The results of the present study showed that supplementation of forage base diets with low level of concentrate (50 % forage and 50 % concentrate) increased body weight gain and improved feed conversion efficiency. This positive and significant effect may be due to better fermentation ability leading to the release of more nutrient and energy in the ileum and caecum from forages (Leng 2006) and also maintaining the health and micro-ecological ecosystem of the gut (Gidenne et al. 2002). On the other hand, lower feed conversion efficiency and growth rate in rabbits due to the consumption of sole forage diet in the absence of concentrate could be related to the depressant effect on the hind gut fermentation due to the poor amino acid profile. The findings of the present study were consistent with the finding of (Omoikhoje et al. 2006), who reported a significantly higher growth rate and better feed conversion efficiency in rabbit’s reared on mixed feeding regimes comprising of concentrate and forage as compared to sole concentrate or forage diet. Similarly, Taiwo et al. (2005) reported higher weight gains and improved feed utilization efficiency in rabbits fed with a mixture of Tridax procumbens and concentrate as compared to 100 % concentrate diet.

Dressed weight is an important index of carcass characteristics because the higher the dressed value, the greater the proportion of lean meat and economic value (Adeyemo et al. 2014). Carcass traits are influenced by the final body weight and maturity of rabbits at slaughter (Dalle Zotte 2002). The weight of the kidney, liver, lung and heart did not follow any regular pattern, hence, did not reveal any particular dietary influence on these organs. This may be due to the low concentrate feed which needs less physiological responses during metabolism as compared to rich concentrate feeding and, hence, dressing percentage was positively affected. Our findings are supported by (Adewumi et al. 2004), who reported that the relative weight of the liver, kidney, heart and spleen of the rabbits were not affected by the dietary source.

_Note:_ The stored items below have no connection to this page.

// SPDX-License-Identifier: GPL-3.0-only

//! Async photo capture pipeline with background removal
//!
//! One capture runs through the stages:
//!
//! ```text
//! Camera session → RawFrame → Normalize → Segment → Composite → publish
//! ```
//!
//! # State machine
//!
//! ```text
//! Idle → Capturing → Processing → Ready → Idle
//!          │             │
//!          └──────┬──────┘
//!                 ▼ (watchdog elapses)
//!             TimedOut → Idle
//! ```
//!
//! A failed delivery skips `Ready` and returns straight to `Idle`. The
//! pipeline is the single writer of its state; consumers observe transitions
//! in order through [`CapturePipeline::subscribe`].
//!
//! # Single in flight
//!
//! At most one capture cycle is active at any time. The `Idle → Capturing`
//! transition is guarded by an atomic compare-and-set, so overlapping
//! `capture_photo` calls collapse to exactly one hardware request.
//!
//! # Watchdog
//!
//! Each accepted capture arms a watchdog covering both the hardware callback
//! and the processing stages. When it elapses the pipeline forces itself back
//! to `Idle` and the late result of that capture generation is discarded.

pub mod compositing;
pub mod normalize;
pub mod segmentation;

pub use compositing::{CompositedImage, CompositingEngine};
pub use normalize::{FrameNormalizer, NormalizedFrame};
pub use segmentation::{ForegroundSegmenter, InstanceMask, SegmentationEngine, SegmentationMask};

use crate::backends::camera::types::CaptureDelivery;
use crate::backends::camera::CaptureSessionManager;
use crate::config::Config;
use crate::constants::{DEFAULT_WATCHDOG, EVENT_CHANNEL_CAPACITY};
use std::sync::atomic::{AtomicBool, Ordering};
use std::sync::{Arc, Mutex, MutexGuard};
use std::time::Duration;
use tokio::sync::{broadcast, oneshot};
use tracing::{debug, info, warn};

/// Pipeline state, written only by the pipeline itself
#[derive(Debug, Clone, Copy, PartialEq, Eq, Default)]
pub enum PipelineState {
    #[default]
    Idle,
    /// A capture request is outstanding at the hardware
    Capturing,
    /// A frame arrived and is being normalized/segmented/composited
    Processing,
    /// A composited image has been published
    Ready,
    /// The watchdog fired before the capture completed
    TimedOut,
}

/// What consumers observe: state, latest image and session liveness
///
/// The image survives the `Ready → Idle` reset and is only cleared by
/// [`CapturePipeline::reset`], matching a retake flow where the result stays
/// on screen after the pipeline has settled.
#[derive(Debug, Clone)]
pub struct PipelineSnapshot {
    pub state: PipelineState,
    pub image: Option<Arc<CompositedImage>>,
    pub session_running: bool,
}

/// Everything guarded by the state lock
struct Inner {
    state: PipelineState,
    image: Option<Arc<CompositedImage>>,
    /// Capture generation. Bumped when a capture is accepted and when
    /// `reset()` invalidates in-flight work; publications from a stale
    /// generation are dropped.
    generation: u64,
}

struct PipelineShared {
    session: Arc<CaptureSessionManager>,
    inner: Mutex<Inner>,
    /// Single-in-flight slot, claimed by compare-and-set
    in_flight: AtomicBool,
    events: broadcast::Sender<PipelineSnapshot>,
}

impl PipelineShared {
    fn lock(&self) -> MutexGuard<'_, Inner> {
        self.inner.lock().unwrap_or_else(|e| e.into_inner())
    }

    fn snapshot(&self, inner: &Inner) -> PipelineSnapshot {
        PipelineSnapshot {
            state: inner.state,
            image: inner.image.clone(),
            session_running: self.session.is_running(),
        }
    }

    /// Transition to `state` if `generation` is still current.
    ///
    /// Returns false when the generation went stale (watchdog or reset got
    /// there first), in which case nothing is published.
    fn publish(&self, generation: u64, state: PipelineState) -> bool {
        let mut inner = self.lock();
        if inner.generation != generation {
            debug!(?state, "Dropping publication from stale capture generation");
            return false;
        }
        inner.state = state;
        let snapshot = self.snapshot(&inner);
        drop(inner);
        // Send failures just mean nobody is subscribed
        let _ = self.events.send(snapshot);
        true
    }

    /// Publish `Ready` with a freshly composited image.
    fn publish_ready(&self, generation: u64, image: Arc<CompositedImage>) -> bool {
        let mut inner = self.lock();
        if inner.generation != generation {
            debug!("Dropping late image from stale capture generation");
            return false;
        }
        inner.state = PipelineState::Ready;
        inner.image = Some(image);
        let snapshot = self.snapshot(&inner);
        drop(inner);
        let _ = self.events.send(snapshot);
        true
    }

    /// Release the single-in-flight slot, unless the generation was already
    /// invalidated (then `reset()` released it on our behalf).
    fn release(&self, generation: u64) {
        let inner = self.lock();
        if inner.generation == generation {
            self.in_flight.store(false, Ordering::Release);
        }
    }
}

/// Orchestrates one photo capture at a time
///
/// Failure semantics follow the session: configuration problems degrade to
/// no-ops, capture and processing problems degrade to "no new image" or "the
/// unmodified frame", and nothing surfaces to the consumer as an error value.
pub struct CapturePipeline {
    shared: Arc<PipelineShared>,
    normalizer: FrameNormalizer,
    segmentation: SegmentationEngine,
    compositing: CompositingEngine,
    watchdog: Duration,
}

impl CapturePipeline {
    /// Create a pipeline with default watchdog and channel capacity.
    pub fn new(
        session: Arc<CaptureSessionManager>,
        segmenter: Arc<dyn ForegroundSegmenter>,
    ) -> Self {
        Self::with_watchdog(session, segmenter, DEFAULT_WATCHDOG, EVENT_CHANNEL_CAPACITY)
    }

    /// Create a pipeline from a [`Config`].
    pub fn with_config(
        session: Arc<CaptureSessionManager>,
        segmenter: Arc<dyn ForegroundSegmenter>,
        config: &Config,
    ) -> Self {
        Self::with_watchdog(session, segmenter, config.watchdog, config.event_capacity)
    }

    fn with_watchdog(
        session: Arc<CaptureSessionManager>,
        segmenter: Arc<dyn ForegroundSegmenter>,
        watchdog: Duration,
        event_capacity: usize,
    ) -> Self {
        let (events, _) = broadcast::channel(event_capacity);
        Self {
            shared: Arc::new(PipelineShared {
                session,
                inner: Mutex::new(Inner {
                    state: PipelineState::Idle,
                    image: None,
                    generation: 0,
                }),
                in_flight: AtomicBool::new(false),
                events,
            }),
            normalizer: FrameNormalizer::new(),
            segmentation: SegmentationEngine::new(segmenter),
            compositing: CompositingEngine::new(),
            watchdog,
        }
    }

    /// Subscribe to state transitions, delivered in order.
    pub fn subscribe(&self) -> broadcast::Receiver<PipelineSnapshot> {
        self.shared.events.subscribe()
    }

    /// Current state.
    pub fn state(&self) -> PipelineState {
        self.shared.lock().state
    }

    /// Most recently published image, if any.
    pub fn latest_image(&self) -> Option<Arc<CompositedImage>> {
        self.shared.lock().image.clone()
    }

    /// Whether the underlying session is running.
    pub fn is_session_running(&self) -> bool {
        self.shared.session.is_running()
    }

    /// The armed watchdog duration.
    pub fn watchdog(&self) -> Duration {
        self.watchdog
    }

    /// Start one capture cycle.
    ///
    /// No-op unless the session is running and no capture is in flight, so
    /// back-to-back calls issue exactly one hardware request. Must be called
    /// from within a tokio runtime.
    pub fn capture_photo(&self) {
        if !self.shared.session.is_running() {
            debug!("capture_photo() while session not running; ignoring");
            return;
        }

        // Claim the single-in-flight slot
        if self
            .shared
            .in_flight
            .compare_exchange(false, true, Ordering::AcqRel, Ordering::Acquire)
            .is_err()
        {
            debug!("capture_photo() while capture in flight; ignoring");
            return;
        }

        let generation = {
            let mut inner = self.shared.lock();
            inner.generation += 1;
            inner.generation
        };

        let delivery = match self.shared.session.request_capture() {
            Ok(rx) => rx,
            Err(e) => {
                // Never left Idle; just give the slot back
                warn!(error = %e, "Capture request rejected");
                self.shared.in_flight.store(false, Ordering::Release);
                return;
            }
        };

        info!(generation, "Capture accepted");
        self.shared.publish(generation, PipelineState::Capturing);

        let shared = Arc::clone(&self.shared);
        let normalizer = self.normalizer;
        let segmentation = self.segmentation.clone();
        let compositing = self.compositing;
        let watchdog = self.watchdog;
        tokio::spawn(async move {
            drive_capture(
                shared,
                normalizer,
                segmentation,
                compositing,
                delivery,
                watchdog,
                generation,
            )
            .await;
        });
    }

    /// Discard the published image and force the pipeline back to `Idle`.
    ///
    /// Invalidates any in-flight capture (its result will be dropped) and
    /// restarts the session if it is not running. Used when the consumer
    /// discards a result, e.g. a retake.
    pub fn reset(&self) {
        let snapshot = {
            let mut inner = self.shared.lock();
            inner.generation += 1;
            inner.image = None;
            inner.state = PipelineState::Idle;
            self.shared.snapshot(&inner)
        };
        self.shared.in_flight.store(false, Ordering::Release);
        let _ = self.shared.events.send(snapshot);
        debug!("Pipeline reset");

        if !self.shared.session.is_running() {
            self.shared.session.start();
        }
    }
}

/// Drive one accepted capture to completion under the watchdog.
async fn drive_capture(
    shared: Arc<PipelineShared>,
    normalizer: FrameNormalizer,
    segmentation: SegmentationEngine,
    compositing: CompositingEngine,
    delivery: oneshot::Receiver<CaptureDelivery>,
    watchdog: Duration,
    generation: u64,
) {
    let outcome = tokio::time::timeout(watchdog, async {
        let frame = match delivery.await {
            Ok(Ok(frame)) => frame,
            Ok(Err(e)) => {
                debug!(error = %e, "Capture delivered no data");
                return None;
            }
            Err(_) => {
                debug!("Capture channel closed without a delivery");
                return None;
            }
        };

        shared.publish(generation, PipelineState::Processing);

        let processed = tokio::task::spawn_blocking(move || {
            let normalized = normalizer.normalize(&frame);
            let mask = segmentation.segment(&normalized);
            compositing.composite(&normalized, &mask)
        })
        .await;

        match processed {
            Ok(image) => Some(Arc::new(image)),
            Err(e) => {
                warn!(error = %e, "Processing task failed");
                None
            }
        }
    })
    .await;

    match outcome {
        Ok(Some(image)) => {
            if shared.publish_ready(generation, image) {
                info!(generation, "Capture complete, image published");
                // Settle back to Idle once the consumer has been notified;
                // the image stays available until reset()
                shared.publish(generation, PipelineState::Idle);
            }
        }
        Ok(None) => {
            shared.publish(generation, PipelineState::Idle);
        }
        Err(_) => {
            warn!(
                generation,
                watchdog_ms = watchdog.as_millis() as u64,
                "Watchdog elapsed; forcing pipeline back to idle"
            );
            if shared.publish(generation, PipelineState::TimedOut) {
                shared.publish(generation, PipelineState::Idle);
            }
        }
    }

    shared.release(generation);
}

In the present study, with the exception of carcass fat, the contents of moisture, protein and ash did not alter due to diet composition. The probable reason of increase in the fat content could be due to the higher fat and lower fibre fraction in concentrate-supplemented groups than in BF and AH groups. The postmortem meat pH was not affected by diet composition. This finding is in agreement with the findings of (Tumova et al. 2006; Carrilho et al. 2009). Moreover, the percentage of release water and cooking losses did not alter due to the dietary treatment affect. Among rabbit phenotypes, the brown had a higher carcass yield (691 g) and dressing percentage (54.7). In contrast to our findings, Das and Bardoloi (2010) reported a higher carcass yield (851 g) and dressing percentage (55.4) in the Soviet Chinchilla breed. The discrepancy in the findings of the two studies might be due to the differences in breed types and environment as well as that of feeding and husbandry practices.

Conclusion

These results showed that most production performance, carcass and meat quality traits of indigenous rabbits were improved (P < 0.05) with low level (50 % of diet dry matter) concentrate supplementation to forage-based diets. However, a further increase in concentrate level (75 % of diet dry matter) did not cause any further improvement in the rabbits’ performance and meat quality. Moreover, the diet composition had no adverse effect on the meat quality parameters. Although the cost incurred per kilogram meat was lower for berseem fodder, sustainable mass production under farm conditions could be made possible through low-level concentrate supplementation along with available forages. Brown rabbits performed comparatively better.